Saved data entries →
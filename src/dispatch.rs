//! Gesture handling for map regions.
//!
//! A gesture on a region updates the [`RegionRegistry`] (activations only) and
//! always ends with exactly one repaint of that region through a
//! [`RegionPainter`].

use ratatui::style::Color;

use crate::palette::color_for;
use crate::region::{RegionId, RegionRegistry, RegionState};

/// Something that can re-color a single region shape
pub trait RegionPainter {
    fn repaint(&mut self, region: &RegionId, color: Color);
}

/// What the pointer did on a region
#[derive(Clone, Copy, Debug, PartialEq, Eq)]
pub enum GestureKind {
    Activate,
    HoverEnter,
    HoverLeave,
}

/// Modifier keys held during a gesture
#[derive(Clone, Copy, Debug, Default, PartialEq, Eq)]
pub struct Modifiers {
    pub shift: bool,
}

impl Modifiers {
    pub const NONE: Modifiers = Modifiers { shift: false };
    pub const SHIFT: Modifiers = Modifiers { shift: true };
}

/// One discrete input event targeting a region
#[derive(Clone, Debug, PartialEq, Eq)]
pub struct Gesture {
    pub region: RegionId,
    pub kind: GestureKind,
    pub modifiers: Modifiers,
}

impl Gesture {
    pub fn activate(region: RegionId) -> Self {
        Self {
            region,
            kind: GestureKind::Activate,
            modifiers: Modifiers::NONE,
        }
    }

    pub fn reset(region: RegionId) -> Self {
        Self {
            region,
            kind: GestureKind::Activate,
            modifiers: Modifiers::SHIFT,
        }
    }

    pub fn hover_enter(region: RegionId) -> Self {
        Self {
            region,
            kind: GestureKind::HoverEnter,
            modifiers: Modifiers::NONE,
        }
    }

    pub fn hover_leave(region: RegionId) -> Self {
        Self {
            region,
            kind: GestureKind::HoverLeave,
            modifiers: Modifiers::NONE,
        }
    }
}

/// Owns the registry and applies gestures to it
#[derive(Debug, Default)]
pub struct Dispatcher {
    registry: RegionRegistry,
}

impl Dispatcher {
    pub fn new() -> Self {
        Self::default()
    }

    pub fn registry(&self) -> &RegionRegistry {
        &self.registry
    }

    /// Apply a gesture and repaint its region. Returns the painted color.
    pub fn dispatch<P>(&mut self, gesture: &Gesture, painter: &mut P) -> Color
    where
        P: RegionPainter + ?Sized,
    {
        let region = &gesture.region;
        let color = match gesture.kind {
            GestureKind::Activate if gesture.modifiers.shift => {
                self.registry.reset(region);
                tracing::debug!(%region, "region reset");
                color_for(RegionState::Default, false)
            }
            GestureKind::Activate => {
                let state = self.registry.advance(region);
                tracing::debug!(%region, state = state.label(), "region advanced");
                color_for(state, false)
            }
            GestureKind::HoverEnter => color_for(self.registry.get(region), true),
            GestureKind::HoverLeave => color_for(self.registry.get(region), false),
        };

        painter.repaint(region, color);
        color
    }
}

Prompt →
Search the entries above for lines containing the word "true", and copy each one.

Response →
    pub const SHIFT: Modifiers = Modifiers { shift: true };
            GestureKind::HoverEnter => color_for(self.registry.get(region), true),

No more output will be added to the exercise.